How about that 75% of power provided by nuclear in France! why bother with solar?

Reply to  fossilsage
July 29, 2015 7:55 am

1) French nukes are not capable of delivering “peak” power to satisfy demand.
..
http://www.reuters.com/article/2012/02/14/europe-power-supply-idUSL5E8DD87020120214
..
2) 85% of French nukes are owned by the government. Can you spell “s-o-c-i-a-l-i-s-m? “

Reply to  Joel D. Jackson
July 29, 2015 8:08 am

so build more!

MarkW
Reply to  fossilsage
July 29, 2015 6:08 pm

Joel, so what if they are owned by the govt. That’s how France swings. Are you saying that only govt can build and own nuclear plants? The rest of the world hasn’t had that problem.

Reply to  jipebe29
July 29, 2015 9:20 am

Thorium is problematic. The Thorium community is fond of saying that Thorium has a less aggressive radioactive waste series. However, the actinide decay chain is similar to uranium and is, in fact, complicated by heavy gamma ray radiation. Furthermore, Thorium is a fertile material not a fissile material which means it must operate in conjunction with Uranium. The thorium community will also say that Thorium cannot be used in weapons programs. However uranium 233 can be breed from Thorium which in turn can be weaponized. Thorium is no fission utopia.
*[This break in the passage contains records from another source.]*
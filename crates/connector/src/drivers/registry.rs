//! Driver registry: symbolic names to implementations and live instances.

use std::collections::btree_map::Entry;
use std::collections::BTreeMap;
use std::fmt;

use roots::{ConnectorRef, DriverNamespace, RootError};
use tracing::debug;

use super::{default_driver_list, Driver, DriverKind};

/// Constructor for a driver implementation.
pub type DriverFactory = fn() -> Box<dyn Driver>;

/// Maps driver names to factories and holds the instances of one request.
///
/// Instantiating a name that already has an instance replaces it: the last
/// instantiation wins.
pub struct DriverRegistry {
    namespace: DriverNamespace,
    factories: BTreeMap<String, DriverFactory>,
    driver_list: Vec<String>,
    instances: BTreeMap<String, Box<dyn Driver>>,
}

impl DriverRegistry {
    /// A registry with no factories and an empty driver list.
    pub fn empty(namespace: DriverNamespace) -> Self {
        Self {
            namespace,
            factories: BTreeMap::new(),
            driver_list: Vec::new(),
            instances: BTreeMap::new(),
        }
    }

    /// A registry knowing the built-in drivers, with the default list active.
    pub fn with_builtin(namespace: DriverNamespace) -> Self {
        let mut registry = Self::empty(namespace);
        for kind in DriverKind::ALL {
            registry.register(kind.name(), kind.factory());
        }
        registry.driver_list = default_driver_list();
        registry
    }

    /// Register (or replace) the factory for `name`.
    pub fn register(&mut self, name: impl Into<String>, factory: DriverFactory) {
        let name = name.into();
        if self.factories.insert(name.clone(), factory).is_some() {
            debug!(driver = %name, "Replaced driver factory");
        }
    }

    /// Whether `name` resolves to an implementation.
    pub fn is_registered(&self, name: &str) -> bool {
        self.factories.contains_key(name)
    }

    pub fn namespace(&self) -> &DriverNamespace {
        &self.namespace
    }

    /// Replace the names to activate. Names are not checked here.
    pub fn set_driver_list(&mut self, names: Vec<String>) {
        self.driver_list = names;
    }

    pub fn driver_list(&self) -> &[String] {
        &self.driver_list
    }

    /// Construct the driver registered as `name`, bind it to `connector` and
    /// store it under `name`.
    ///
    /// An unknown name fails with [`RootError::UnresolvedDriver`] and leaves
    /// existing instances untouched.
    pub fn instantiate(
        &mut self,
        name: &str,
        connector: &ConnectorRef,
    ) -> Result<&mut dyn Driver, RootError> {
        let factory = self
            .factories
            .get(name)
            .copied()
            .ok_or_else(|| RootError::UnresolvedDriver {
                name: name.to_string(),
            })?;

        let mut driver = factory();
        driver.set_name(name.to_string());
        driver.set_connector(connector.clone());

        let slot = match self.instances.entry(name.to_string()) {
            Entry::Occupied(mut entry) => {
                debug!(driver = %name, "Replacing existing driver instance");
                entry.insert(driver);
                entry.into_mut()
            }
            Entry::Vacant(entry) => entry.insert(driver),
        };
        let driver: &mut dyn Driver = slot.as_mut();
        Ok(driver)
    }

    /// Store an already built driver under `name`, replacing any instance.
    ///
    /// The driver keeps its connector binding; only its name is set.
    /// Returns the replaced instance.
    pub fn insert(
        &mut self,
        name: impl Into<String>,
        mut driver: Box<dyn Driver>,
    ) -> Option<Box<dyn Driver>> {
        let name = name.into();
        driver.set_name(name.clone());
        let previous = self.instances.insert(name.clone(), driver);
        if previous.is_some() {
            debug!(driver = %name, "Replacing existing driver instance");
        }
        previous
    }

    /// Instantiate every name in the driver list.
    ///
    /// Unresolvable names are skipped; their errors are returned.
    pub fn instantiate_all(&mut self, connector: &ConnectorRef) -> Vec<RootError> {
        let names = self.driver_list.clone();
        names
            .iter()
            .filter_map(|name| self.instantiate(name, connector).err())
            .collect()
    }

    pub fn get(&self, name: &str) -> Option<&dyn Driver> {
        self.instances.get(name).map(|driver| driver.as_ref())
    }

    pub fn get_mut(&mut self, name: &str) -> Option<&mut dyn Driver> {
        let driver: &mut dyn Driver = self.instances.get_mut(name)?.as_mut();
        Some(driver)
    }

    /// Every instantiated driver, by name.
    pub fn all(&self) -> &BTreeMap<String, Box<dyn Driver>> {
        &self.instances
    }

    /// Drop every instance.
    pub fn clear(&mut self) {
        self.instances.clear();
    }

    /// The registered name behind a qualified driver reference.
    pub fn resolve_qualified<'a>(&self, qualified: &'a str) -> Result<&'a str, RootError> {
        self.namespace
            .strip(qualified)
            .filter(|name| self.is_registered(name))
            .ok_or_else(|| RootError::UnresolvedDriver {
                name: qualified.to_string(),
            })
    }
}

impl Default for DriverRegistry {
    fn default() -> Self {
        Self::with_builtin(DriverNamespace::default())
    }
}

impl fmt::Debug for DriverRegistry {
    fn fmt(&self, f: &mut fmt::Formatter<'_>) -> fmt::Result {
        f.debug_struct("DriverRegistry")
            .field("namespace", &self.namespace)
            .field("factories", &self.factories.keys().collect::<Vec<_>>())
            .field("driver_list", &self.driver_list)
            .field("instances", &self.instances.keys().collect::<Vec<_>>())
            .finish()
    }
}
Fission is fission. It is a bridge now to the future but it must be replaced by fusion sooner than later. Edward Teller and Ralph Moir wrote a definitive paper on the potential use of Thorium in Molten Salts Reactors in 2004. A PDF is available at: http://fusion4freedom.us/science/moir_teller-thorium.pdf To learn more about the facts regarding Thorium see: http://www.whatisnuclear.com/articles/thorium.html#downsides

Reply to  Tomer D. Tamarkin
July 29, 2015 5:12 pm

Fusion is more problematic…it has to give back more power than was put in, and pay for the cost of the machine, and be able to supply continuous power in a reliable way…none of these things has ever occurred.
You know that, right?
(And I am not talking about measuring liberated energy, but captured and usable power.)

mobihci
July 29, 2015 7:13 am

solar becomes practical when off-setting diesel consumption, but nearly all other applications have cheaper and more reliable alternatives. an eg of how it can work is in Tonga where the grid is/was only diesel generators. where coal is available and coal burning power plants are affordable such as Australia, subsidising solar is just throwing money away.

July 29, 2015 7:20 am

Perhaps I missed it, but I don’t see any analysis of the necessary “backup” generator requirement (or the equivalent energy storage requirements) to go 100% solar. The fact is you’d need backup capability equal to the installed solar generating capacity — and that backup needs to be available ALL of the time.
The only feasible backup for solar is the existing generating installations (fuel based, hydro, and atomic).
So … we’d be idling (not replacing) the extant facilities — and we’d still be burning “coal” at night.
But, assuming we solve the storage problem, we’d still need additional solar capacity to charge the vehicles that will replace our fuelies — so add about 30% more to the requisite capacity.
So, folks — we’re back to atomic energy as our panacea.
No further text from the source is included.